Para ele, a implementação desse “drástico” programa deve resultar em ainda mais desemprego e maior sofrimento para a população brasileira. As economias dos pequenos municípios, onde muitas vezes os montantes pagos a aposentados e pensionistas superam inclusive as receitas advindas do Fundo de Participação dos Municípios (FPM) serão as principais prejudicadas.
Além disso, desindexação do salário mínimo, de acordo com o economista, vai fragilizar ainda mais o mercado interno, como um todo. Ao contrário, a valorização do salário mínimo, como defende o candidato da coligação Brasil da Esperança à Presidência da República, Luiz Inácio Lula da Silva (PT) ensejaria uma espécie de “círculo virtuoso”. Com mais dinheiro nas mãos da população, o consumo interno aumenta.

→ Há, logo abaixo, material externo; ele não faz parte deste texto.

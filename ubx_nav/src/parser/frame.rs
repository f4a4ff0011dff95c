/// A checksum-validated UBX frame, borrowed from the parser's payload buffer.
///
/// Frames only live for the duration of a [FrameHandler::handle] call. The
/// message id is the class byte in the high half and the id byte in the low
/// half, e.g. `0x0107` for NAV-PVT.
#[derive(Debug, Clone, Copy, PartialEq, Eq)]
pub struct Frame<'a> {
    message_id: u16,
    payload: &'a [u8],
}

impl<'a> Frame<'a> {
    pub(crate) const fn new(message_id: u16, payload: &'a [u8]) -> Self {
        Self {
            message_id,
            payload,
        }
    }

    pub const fn message_id(&self) -> u16 {
        self.message_id
    }

    /// Message class (first id byte on the wire)
    pub const fn class(&self) -> u8 {
        (self.message_id >> 8) as u8
    }

    /// Message id within its class (second id byte on the wire)
    pub const fn msg_id(&self) -> u8 {
        (self.message_id & 0xff) as u8
    }

    pub const fn payload(&self) -> &'a [u8] {
        self.payload
    }

    pub const fn len(&self) -> usize {
        self.payload.len()
    }

    pub const fn is_empty(&self) -> bool {
        self.payload.is_empty()
    }
}

/// Receives frames as the [Parser](super::Parser) completes them.
///
/// The return value reports whether the frame was accepted. It only feeds the
/// parser statistics, the state machine resynchronizes either way.
pub trait FrameHandler {
    fn handle(&mut self, frame: Frame<'_>) -> bool;
}

/// Implement handler for simple callbacks / closures
impl<F: FnMut(Frame<'_>) -> bool> FrameHandler for F {
    fn handle(&mut self, frame: Frame<'_>) -> bool {
        self(frame)
    }
}
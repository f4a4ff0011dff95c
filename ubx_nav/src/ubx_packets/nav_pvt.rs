use bitflags::bitflags;

use super::types::{CarrierSolution, GnssFixType};
use crate::error::ParserError;

bitflags! {
    /// Validity flags
    #[derive(Debug, Default, Clone, Copy, PartialEq, Eq)]
    pub struct NavPvtValidFlags: u8 {
        /// 1 = valid UTC Date
        const VALID_DATE = 0x01;
        /// 1 = valid UTC time of day
        const VALID_TIME = 0x02;
        /// 1 = UTC time of day has been fully resolved (no seconds uncertainty).
        /// Cannot be used to check if time is completely solved.
        const FULLY_RESOLVED = 0x04;
        /// 1 = valid magnetic declination
        const VALID_MAG = 0x08;
    }
}

bitflags! {
    /// Additional flags for `NavPvt`, informational only
    #[derive(Debug, Default, Clone, Copy, PartialEq, Eq)]
    pub struct NavPvtFlags2: u8 {
        /// 1 = information about UTC Date and Time of Day validity confirmation
        /// is available
        const CONFIRMED_AVAI = 0x20;
        /// 1 = UTC Date validity could be confirmed
        const CONFIRMED_DATE = 0x40;
        /// 1 = UTC Time of Day could be confirmed
        const CONFIRMED_TIME = 0x80;
    }
}

/// Fix status flags for `NavPvt`.
///
/// | bit | field |
/// |-----|-------|
/// | 0   | `gnssFixOK`, fix within DOP and accuracy masks |
/// | 1   | `diffSoln`, differential corrections applied |
/// | 2-4 | reserved |
/// | 5   | `headVehValid` |
/// | 6-7 | `carrSoln`, see [CarrierSolution] |
#[repr(transparent)]
#[derive(Default, Clone, Copy, PartialEq, Eq)]
pub struct NavPvtFlags(u8);

impl NavPvtFlags {
    const GNSS_FIX_OK: u8 = 0x01;
    const DIFF_SOLN: u8 = 0x02;
    const HEAD_VEH_VALID: u8 = 0x20;
    const CARR_SOLN_SHIFT: u8 = 6;
    const CARR_SOLN_MASK: u8 = 0x03;

    pub const fn from(x: u8) -> Self {
        Self(x)
    }

    pub const fn bits(&self) -> u8 {
        self.0
    }

    pub const fn gnss_fix_ok(&self) -> bool {
        self.0 & Self::GNSS_FIX_OK != 0
    }

    pub const fn diff_soln(&self) -> bool {
        self.0 & Self::DIFF_SOLN != 0
    }

    pub const fn head_veh_valid(&self) -> bool {
        self.0 & Self::HEAD_VEH_VALID != 0
    }

    /// Raw 2-bit carrier solution code
    pub const fn carr_soln_code(&self) -> u8 {
        (self.0 >> Self::CARR_SOLN_SHIFT) & Self::CARR_SOLN_MASK
    }

    pub const fn carr_soln(&self) -> CarrierSolution {
        CarrierSolution::from_code(self.carr_soln_code())
    }
}

impl core::fmt::Debug for NavPvtFlags {
    fn fmt(&self, f: &mut core::fmt::Formatter<'_>) -> core::fmt::Result {
        f.debug_struct("NavPvtFlags")
            .field("gnss_fix_ok", &self.gnss_fix_ok())
            .field("diff_soln", &self.diff_soln())
            .field("head_veh_valid", &self.head_veh_valid())
            .field("carr_soln", &self.carr_soln())
            .finish()
    }
}

/// Extended flags word, the first two bytes of the reserved block after `pDOP`.
///
/// | bit  | field |
/// |------|-------|
/// | 0    | `invalidLlh`, position fields must not be trusted |
/// | 1-4  | `lastCorrectionAge`, see [correction_age_secs](crate::correction_age_secs) |
/// | 5-15 | reserved |
///
/// Firmware that predates the word sends zeroes, so the age code reads 0 (none).
#[repr(transparent)]
#[derive(Default, Clone, Copy, PartialEq, Eq)]
pub struct NavPvtFlags3(u16);

impl NavPvtFlags3 {
    const INVALID_LLH: u16 = 0x0001;
    const CORRECTION_AGE_SHIFT: u16 = 1;
    const CORRECTION_AGE_MASK: u16 = 0x0f;

    pub const fn from(x: u16) -> Self {
        Self(x)
    }

    pub const fn bits(&self) -> u16 {
        self.0
    }

    pub const fn invalid_llh(&self) -> bool {
        self.0 & Self::INVALID_LLH != 0
    }

    /// Raw 4-bit age code. 0 means no correction was received, 12 and above
    /// mean two minutes or older.
    pub const fn last_correction_age(&self) -> u8 {
        ((self.0 >> Self::CORRECTION_AGE_SHIFT) & Self::CORRECTION_AGE_MASK) as u8
    }
}

impl core::fmt::Debug for NavPvtFlags3 {
    fn fmt(&self, f: &mut core::fmt::Formatter<'_>) -> core::fmt::Result {
        f.debug_struct("NavPvtFlags3")
            .field("invalid_llh", &self.invalid_llh())
            .field("last_correction_age", &self.last_correction_age())
            .finish()
    }
}

/// Navigation Position Velocity Time Solution (UBX-NAV-PVT), decoded field by field.
///
/// Raw integers are kept in their wire units; the `*_degrees`, `height_*` and
/// `vel_*` accessors apply the scale factors.
#[derive(Debug, Default, Clone, Copy, PartialEq)]
pub struct NavPvt {
    /// GPS Millisecond time of week of the navigation epoch.
    pub itow: u32,

    /// Year (UTC)
    pub year: u16,
    /// Month, range 1..12 (UTC)
    pub month: u8,
    /// Day of month, range 1..31 (UTC)
    pub day: u8,
    /// Hour of day, range 0..23 (UTC)
    pub hour: u8,
    /// Minute of hour, range 0..59 (UTC)
    pub min: u8,
    /// Seconds of minute, range 0..60 (UTC)
    pub sec: u8,
    pub valid: NavPvtValidFlags,
    /// Time accuracy estimate in nanoseconds (UTC)
    pub time_accuracy: u32,
    /// Fraction of second, range -1e9 .. 1e9 (UTC)
    pub nanosec: i32,
    pub fix_type: u8,
    pub flags: NavPvtFlags,
    pub flags2: NavPvtFlags2,
    /// Number of satellites used in Nav Solution
    pub num_satellites: u8,
    /// Longitude, 1e-7 deg
    pub lon: i32,
    /// Latitude, 1e-7 deg
    pub lat: i32,
    /// Height above reference ellipsoid, mm
    pub height: i32,
    /// Height above mean sea level, mm
    pub height_msl: i32,
    /// Horizontal accuracy, mm
    pub h_acc: u32,
    /// Vertical accuracy, mm
    pub v_acc: u32,
    /// mm/s
    pub vel_north: i32,
    /// mm/s
    pub vel_east: i32,
    /// mm/s
    pub vel_down: i32,
    /// Ground speed, mm/s
    pub g_speed: i32,
    /// Heading of motion 2-D, 1e-5 deg
    pub head_motion: i32,
    /// Speed accuracy, mm/s
    pub s_acc: u32,
    /// Heading accuracy, 1e-5 deg
    pub head_acc: u32,
    /// Position DOP, 0.01
    pub pdop: u16,
    pub flags3: NavPvtFlags3,
    /// Raw bytes of the block after `pDOP`, including the `flags3` word
    pub reserved1: [u8; 6],
    /// Heading of vehicle 2-D, 1e-5 deg
    pub head_vehicle: i32,
    /// Magnetic declination, 1e-2 deg
    pub magnetic_declination: i16,
    /// Magnetic declination accuracy, 1e-2 deg
    pub magnetic_declination_accuracy: u16,
}

/// Little-endian cursor over a payload whose length was checked up front
struct FieldReader<'a> {
    buf: &'a [u8],
    off: usize,
}

impl<'a> FieldReader<'a> {
    fn new(buf: &'a [u8]) -> Self {
        Self { buf, off: 0 }
    }

    fn bytes<const N: usize>(&mut self) -> [u8; N] {
        let mut out = [0; N];
        out.copy_from_slice(&self.buf[self.off..self.off + N]);
        self.off += N;
        out
    }

    fn u8(&mut self) -> u8 {
        let [b] = self.bytes::<1>();
        b
    }

    fn u16(&mut self) -> u16 {
        u16::from_le_bytes(self.bytes())
    }

    fn i16(&mut self) -> i16 {
        i16::from_le_bytes(self.bytes())
    }

    fn u32(&mut self) -> u32 {
        u32::from_le_bytes(self.bytes())
    }

    fn i32(&mut self) -> i32 {
        i32::from_le_bytes(self.bytes())
    }
}

impl NavPvt {
    pub const CLASS: u8 = 0x01;
    pub const ID: u8 = 0x07;
    pub const MESSAGE_ID: u16 = ((Self::CLASS as u16) << 8) | Self::ID as u16;
    pub const PACKET_LEN: usize = 92;
    pub const NAME: &'static str = "NavPvt";

    /// Decode a NAV-PVT payload. The payload must be exactly [Self::PACKET_LEN] bytes.
    pub fn parse(payload: &[u8]) -> Result<Self, ParserError> {
        if payload.len() != Self::PACKET_LEN {
            return Err(ParserError::InvalidPacketLen {
                packet: Self::NAME,
                expect: Self::PACKET_LEN,
                got: payload.len(),
            });
        }

        let mut r = FieldReader::new(payload);
        let itow = r.u32();
        let year = r.u16();
        let month = r.u8();
        let day = r.u8();
        let hour = r.u8();
        let min = r.u8();
        let sec = r.u8();
        let valid = NavPvtValidFlags::from_bits_retain(r.u8());
        let time_accuracy = r.u32();
        let nanosec = r.i32();
        let fix_type = r.u8();
        let flags = NavPvtFlags::from(r.u8());
        let flags2 = NavPvtFlags2::from_bits_retain(r.u8());
        let num_satellites = r.u8();
        let lon = r.i32();
        let lat = r.i32();
        let height = r.i32();
        let height_msl = r.i32();
        let h_acc = r.u32();
        let v_acc = r.u32();
        let vel_north = r.i32();
        let vel_east = r.i32();
        let vel_down = r.i32();
        let g_speed = r.i32();
        let head_motion = r.i32();
        let s_acc = r.u32();
        let head_acc = r.u32();
        let pdop = r.u16();
        let reserved1: [u8; 6] = r.bytes();
        let flags3 = NavPvtFlags3::from(u16::from_le_bytes([reserved1[0], reserved1[1]]));
        let head_vehicle = r.i32();
        let magnetic_declination = r.i16();
        let magnetic_declination_accuracy = r.u16();
        debug_assert_eq!(r.off, Self::PACKET_LEN);

        Ok(Self {
            itow,
            year,
            month,
            day,
            hour,
            min,
            sec,
            valid,
            time_accuracy,
            nanosec,
            fix_type,
            flags,
            flags2,
            num_satellites,
            lon,
            lat,
            height,
            height_msl,
            h_acc,
            v_acc,
            vel_north,
            vel_east,
            vel_down,
            g_speed,
            head_motion,
            s_acc,
            head_acc,
            pdop,
            flags3,
            reserved1,
            head_vehicle,
            magnetic_declination,
            magnetic_declination_accuracy,
        })
    }

    pub fn fix_type(&self) -> GnssFixType {
        GnssFixType::from(self.fix_type)
    }

    /// Longitude in \[deg\]
    pub fn lon_degrees(&self) -> f64 {
        f64::from(self.lon) * 1e-7
    }

    /// Latitude in \[deg\]
    pub fn lat_degrees(&self) -> f64 {
        f64::from(self.lat) * 1e-7
    }

    /// Height above reference ellipsoid in \[m\]
    pub fn height_above_ellipsoid(&self) -> f64 {
        f64::from(self.height) * 1e-3
    }

    /// Height above Mean Sea Level in \[m\]
    pub fn height_msl(&self) -> f64 {
        f64::from(self.height_msl) * 1e-3
    }

    /// Velocity North component \[m/s\]
    pub fn vel_north(&self) -> f64 {
        f64::from(self.vel_north) * 1e-3
    }

    /// Velocity East component \[m/s\]
    pub fn vel_east(&self) -> f64 {
        f64::from(self.vel_east) * 1e-3
    }

    /// Velocity Down component \[m/s\]
    pub fn vel_down(&self) -> f64 {
        f64::from(self.vel_down) * 1e-3
    }

    /// Heading of motion 2-D \[deg\]
    pub fn heading_motion(&self) -> f64 {
        f64::from(self.head_motion) * 1e-5
    }

    /// Heading of vehicle 2-D \[deg\]
    pub fn heading_vehicle(&self) -> f64 {
        f64::from(self.head_vehicle) * 1e-5
    }

    /// Position DOP
    pub fn pdop(&self) -> f64 {
        f64::from(self.pdop) * 1e-2
    }

    /// Magnetic declination \[deg\]
    pub fn magnetic_declination(&self) -> f64 {
        f64::from(self.magnetic_declination) * 1e-2
    }
}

Assim, as empresas contratam mais, com o objetivo de atender o crescimento da demanda, impulsionando o crescimento do país.
Orçamento secreto e crise fiscal
Para a economista brasileira Monica de Bolle, pesquisadora-sênior do Instituto Peterson de Economia Internacional (PIIE) e professora da Universidade Johns Hopkins, as medidas de arroxo que Guedes e Bolsonaro preparam têm relação com os desequilíbrios fiscais decorrentes do chamado orçamento secreto. Ela cita levantamento do repórter Breno Pires, da revista Piauí, que identificou cerca de R$ 80 bilhões gastos nas chamadas “emendas de relator”.
Aposentadoria na mira
Já o economista Eduardo Moreira sinaliza que a tentativa de mexer na correção do salário mínimo tem a ver com os objetivos de Paulo Guedes de acabar com o atual sistema de aposentadoria, substituindo-o pela capitalização. O modelo constava na proposta de Reforma da Previdência que o governo Bolsonaro enviou ao Congresso no início do seu mandato. No entanto, o relator da proposta na Comissão Especial da Câmara, Samuel Moreira (PSDB-SP), retirou a capitalização da proposta. Um ano depois, Guedes tentou retomar a proposta. Para Moreira, ele deve preparar uma nova investida nesse sentido, caso Bolsonaro seja reeleito.
De inspiração chilena, implementado durante a ditadura de Augusto Pinochet (1973-90), a capitalização prevê que o trabalhador deposite individualmente a sua contribuição numa espécie de poupança, que vai acumular rendimentos, que serão resgatados quando o indivíduo se aposentar. Assim, na proposta aventada por Guedes, em meados de 2020, o governo complementaria os benefícios que ficassem abaixo de um salário mínimo. Daí a vem a necessidade do governo de enfraquecer, o quanto possível, o piso salarial, de acordo com o economista.